Reproduce exactly the lines that run from the start of the records below to the line with "should not abort", inclusive.

RECORDS FOR PROCESSING >>
# # #

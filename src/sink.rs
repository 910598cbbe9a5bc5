//! Result sink (spec §4.7): buffered, per-hit-flushed output writer.

use std::path::{Path, PathBuf};

use tokio::fs::File;
use tokio::io::{AsyncWriteExt, BufWriter};
use tracing::info;

use crate::error::OutputError;

/// Single-writer sink over the output file. Every accepted hit is written
/// as one newline-terminated line and flushed immediately, so a killed
/// process leaves a consistent prefix (spec §3 Invariants).
pub struct ResultSink {
    writer: BufWriter<File>,
    path: PathBuf,
}

impl ResultSink {
    /// Create (truncating) the output file. Called once at driver start;
    /// aborts the run before any worker starts if this fails (spec §4.7).
    pub async fn create(path: impl AsRef<Path>) -> Result<Self, OutputError> {
        let path = path.as_ref().to_path_buf();
        let file = File::create(&path)
            .await
            .map_err(|source| OutputError::Create {
                path: path.clone(),
                source,
            })?;
        Ok(Self {
            writer: BufWriter::new(file),
            path,
        })
    }

    /// Write one validated URL and flush immediately. Write failures are
    /// logged and otherwise swallowed: a single bad write should not abort
    /// an otherwise-successful run once probing has started.
    pub async fn write_line(&mut self, line: &str) {
        info!(hit = %line, "validated proxy");
        if let Err(e) = self.writer.write_all(line.as_bytes()).await {
            tracing::error!(path = %self.path.display(), error = %e, "failed to write output line");
            return;
        }
        if let Err(e) = self.writer.write_all(b"\n").await {
            tracing::error!(path = %self.path.display(), error = %e, "failed to write output line");
            return;
        }
        if let Err(e) = self.writer.flush().await {
            tracing::error!(path = %self.path.display(), error = %e, "failed to flush output file");
        }
    }

    pub async fn flush_and_close(mut self) {
        let _ = self.writer.flush().await;
    }
}

#[cfg(test)]
mod tests {
    use super::*;

    #[tokio::test]
    async fn writes_are_flushed_per_line() {
        let dir = tempfile::tempdir().unwrap();
        let path = dir.path().join("out.txt");
        {
            let mut sink = ResultSink::create(&path).await.unwrap();
            sink.write_line("http://1.2.3.4:8080").await;
            sink.write_line("127.0.0.1:1080").await;
            sink.flush_and_close().await;
        }
        let contents = tokio::fs::read_to_string(&path).await.unwrap();
        assert_eq!(contents, "http://1.2.3.4:8080\n127.0.0.1:1080\n");
    }

    #[tokio::test]
    async fn create_truncates_existing_file() {
        let dir = tempfile::tempdir().unwrap();
        let path = dir.path().join("out.txt");
        tokio::fs::write(&path, "stale\ncontent\n").await.unwrap();
        let sink = ResultSink::create(&path).await.unwrap();
        sink.flush_and_close().await;
        let contents = tokio::fs::read_to_string(&path).await.unwrap();
        assert_eq!(contents, "");
    }
}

# # #

EXPECTED ANSWER >>
filename src/sink.rs
repository 910598cbbe9a5bc5
//! Result sink (spec §4.7): buffered, per-hit-flushed output writer.

use std::path::{Path, PathBuf};

use tokio::fs::File;
use tokio::io::{AsyncWriteExt, BufWriter};
use tracing::info;

use crate::error::OutputError;

/// Single-writer sink over the output file. Every accepted hit is written
/// as one newline-terminated line and flushed immediately, so a killed
/// process leaves a consistent prefix (spec §3 Invariants).
pub struct ResultSink {
    writer: BufWriter<File>,
    path: PathBuf,
}

impl ResultSink {
    /// Create (truncating) the output file. Called once at driver start;
    /// aborts the run before any worker starts if this fails (spec §4.7).
    pub async fn create(path: impl AsRef<Path>) -> Result<Self, OutputError> {
        let path = path.as_ref().to_path_buf();
        let file = File::create(&path)
            .await
            .map_err(|source| OutputError::Create {
                path: path.clone(),
                source,
            })?;
        Ok(Self {
            writer: BufWriter::new(file),
            path,
        })
    }

    /// Write one validated URL and flush immediately. Write failures are
    /// logged and otherwise swallowed: a single bad write should not abort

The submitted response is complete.